NON CI SONO STRUMENTI “NON IN COMPLIANCE” MA SOLO APPROCCI SBAGLIATI

COSÌ I DIPENDENTI UTILIZZANO WHATSAPP PER CONDIVIDERE INFORMAZIONI AZIENDALI

Uno studio condotto da Veritas Technologies, all’interno del rapporto “Hidden Threat of Business Collaboration Report”, leader nella produzione di soluzioni tecnologiche per la protezione dei dati a livello globale, ripreso in Italia dall’associazione Federprivacy, rivela che il 75% dei dipendenti utilizza WhatsApp o altre applicazioni di messaggistica istantanea e software di videoconferenza online, come Teams e Zoom, per condividere dati sensibili della società, senza che i titolari ne siano realmente consapevoli.

Tra questi la quasi totalità degli intervistati al sondaggio ha confermato di utilizzare le suddette applicazioni per inviare informazioni critiche riguardanti l’azienda per cui lavora.

Lo studio, di fatto non fa che sottolineare l’abitudine, incrementata dalle modalità di smart working/telelavoro, di sostituire le procedure di comunicazione classiche, tra cui le mail, con alcune più veloci e immediate, quelle concesse dalla messaggistica di WhatsApp per intenderci, spesso anche per comunicazioni soggette a vincoli di riservatezza, come know how  aziendale, progetti da sviluppare, dati riservati anche di clienti della società, che vengono passati da un dispositivo (spesso privati e non aziendali) a un altro in maniera quasi automatica, senza attenzione e filtri.
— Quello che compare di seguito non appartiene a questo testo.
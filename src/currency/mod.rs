//! 汇率业务层：get_currency 策略、数据模型、分页与看板组件

pub mod api;
pub mod board;
pub mod model;
pub mod pagination;

pub use api::{
    currency_strategy, register_currency_strategy, CURRENCY_KEY, DEFAULT_CURRENCY_URL, GET_CURRENCY,
};
pub use board::{BoardView, PageView, RatesBoard};
pub use model::{CurrencyInfo, CurrencyMap};
pub use pagination::{
    page_rows, validate_positions, validate_window, PageAction, PageSizeOptions, PageState,
    PageWindow, Row,
};
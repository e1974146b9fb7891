//! get_currency 策略：JSON 解码，完成时把 rates 写入数据仓库 "currency"，再把仓库中的值交给调用方

use std::sync::Arc;

use crate::client::{ApiStrategy, Decoded, OnComplete, ResponseType, StrategyRegistry};
use crate::core::ClientError;
use crate::store::DataStore;

pub const GET_CURRENCY: &str = "get_currency";
pub const CURRENCY_KEY: &str = "currency";
pub const DEFAULT_CURRENCY_URL: &str = "https://api.coingecko.com/api/v3/exchange_rates";

/// 构造策略；rates 缺失或不是对象时视为解码失败
pub fn currency_strategy(url: &str, timeout_secs: u64, store: Arc<DataStore>) -> ApiStrategy {
    ApiStrategy::new()
        .url(url)
        .response_type(ResponseType::Json)
        .timeout(timeout_secs)
        .wrap_complete(move |on_complete: Option<OnComplete>| -> OnComplete {
            let store = Arc::clone(&store);
            Box::new(move |decoded: Decoded| {
                let body = decoded.into_json()?;
                let rates = body
                    .get("rates")
                    .filter(|r| r.is_object())
                    .cloned()
                    .ok_or_else(|| ClientError::Decode("missing `rates` object".to_string()))?;
                store.set(CURRENCY_KEY, rates);
                let stored = store.get(CURRENCY_KEY)?;
                match on_complete {
                    Some(f) => f(Decoded::Json(stored)),
                    None => Ok(()),
                }
            })
        })
}

pub fn register_currency_strategy(
    registry: &mut StrategyRegistry,
    store: Arc<DataStore>,
    url: &str,
    timeout_secs: u64,
) -> Result<(), ClientError> {
    registry.register(GET_CURRENCY, currency_strategy(url, timeout_secs, store), false)
}

#[cfg(test)]
mod tests {
    use super::*;
    use crate::client::{Dispatcher, MockTransport, RawResponse, Transport};
    use serde_json::json;
    use std::sync::Mutex;
    use std::time::Duration;

    const URL: &str = "https://rates.test/exchange_rates";

    fn setup() -> (StrategyRegistry, Arc<DataStore>, Arc<MockTransport>) {
        let transport = Arc::new(MockTransport::new());
        let store = Arc::new(DataStore::new());
        let mut registry = StrategyRegistry::new(Dispatcher::new(transport.clone() as Arc<dyn Transport>));
        register_currency_strategy(&mut registry, Arc::clone(&store), URL, 10).unwrap();
        (registry, store, transport)
    }

    #[test]
    fn test_register_twice_fails() {
        let (mut registry, store, _) = setup();
        let err = register_currency_strategy(&mut registry, store, URL, 10).unwrap_err();
        assert_eq!(err, ClientError::DuplicateStrategy(GET_CURRENCY.to_string()));
    }

    #[tokio::test]
    async fn test_missing_rates_is_decode_error() {
        let (registry, store, transport) = setup();
        transport.respond(URL, Duration::ZERO, RawResponse::json(&json!({"data": {}})));
        let errors = Arc::new(Mutex::new(Vec::new()));
        let sink = Arc::clone(&errors);

        registry
            .call(GET_CURRENCY, |_| Ok(()), move |e| sink.lock().unwrap().push(e))
            .unwrap()
            .finished()
            .await;

        assert!(matches!(errors.lock().unwrap()[0], ClientError::Decode(_)));
        assert!(!store.contains(CURRENCY_KEY));
    }
}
In modo più o meno consapevole rispetto ai rischi che da questo comportamento può derivare, molti utenti che condividono questa abitudine all’interno della propria attività lavorativa tendono poi a far proprie queste informazioni raccolte nei propri dispositivi, sentendosi autorizzati, anche per la mancanza di formazione e di policy aziendali precise, a condividerle con terzi soggetti esterni.

Sono molto recenti le sanzioni alla banca Raiffeisen Bank Romania e alla Banca Transilvania per l’utilizzo di WhatsApp da parte di loro dipendenti per comunicazioni ai propri clienti e riferite ai propri clienti.

Sanzioni che si sommano alla perdita di valore reputazionale verso la propria clientela e alla possibilità di richiesta danni che l’interlocutore e protagonista delle comunicazioni può richiedere ai titolari.

È da tener presente che tra le informazioni più frequenti scambiate tramite queste applicazioni ci sono password aziendali, dettagli delle carte di credito, dati dei clienti e piani strategici, informazioni bancarie e salariali e persino risultati dei test Covid-19 dei dipendenti con relativi dettagli medici.

Un dato estremamente preoccupante e che non va considerato rispetto alla questione della sicurezza delle piattaforme in sé, molte delle quali con crittografia end-to-end, ma sulla non adeguatezza alle normative sulla privacy e alla tutela delle informazioni, anche riservate.

Una modalità di comunicazione che oltretutto crea una crepa nell’organizzazione dei dati e degli archivi, nella sistematizzazione dei processi e soprattutto nella possibilità di censire/inventariare e archiviare le informazioni trattate, per poterle recuperare e utilizzare in caso di necessità.

È indubbio che nell’ultimo periodo si è riscontrato un notevole aumento dell’uso di WhatsApp e delle varie piattaforme online per motivi di lavoro; e se da una parte le aziende hanno investito risorse e denaro per incrementare le misure di sicurezza di hardware e server dalla potenziale minaccia di attacchi informatici, dall’altro non hanno considerato abbastanza l’importanza di un regolamento specifico sull’uso e sulla comunicazione dei dati, andando di fatto a perdere il controllo dei propri dati.

Se a questa mancanza di regole, si aggiunge la poca consapevolezza dei pericoli che determinate informazioni possono causare e la velocità di utilizzo di un’app (in molti casi personale e su dispositivo personale) per trasmettere informazioni, non è difficile ipotizzare quanto questo fenomeno, ancora in fase iniziale, possa sottrarre all’azienda in termini anche di patrimonio economico, inteso come valore del know how, delle credenziali e dei segreti progettuali.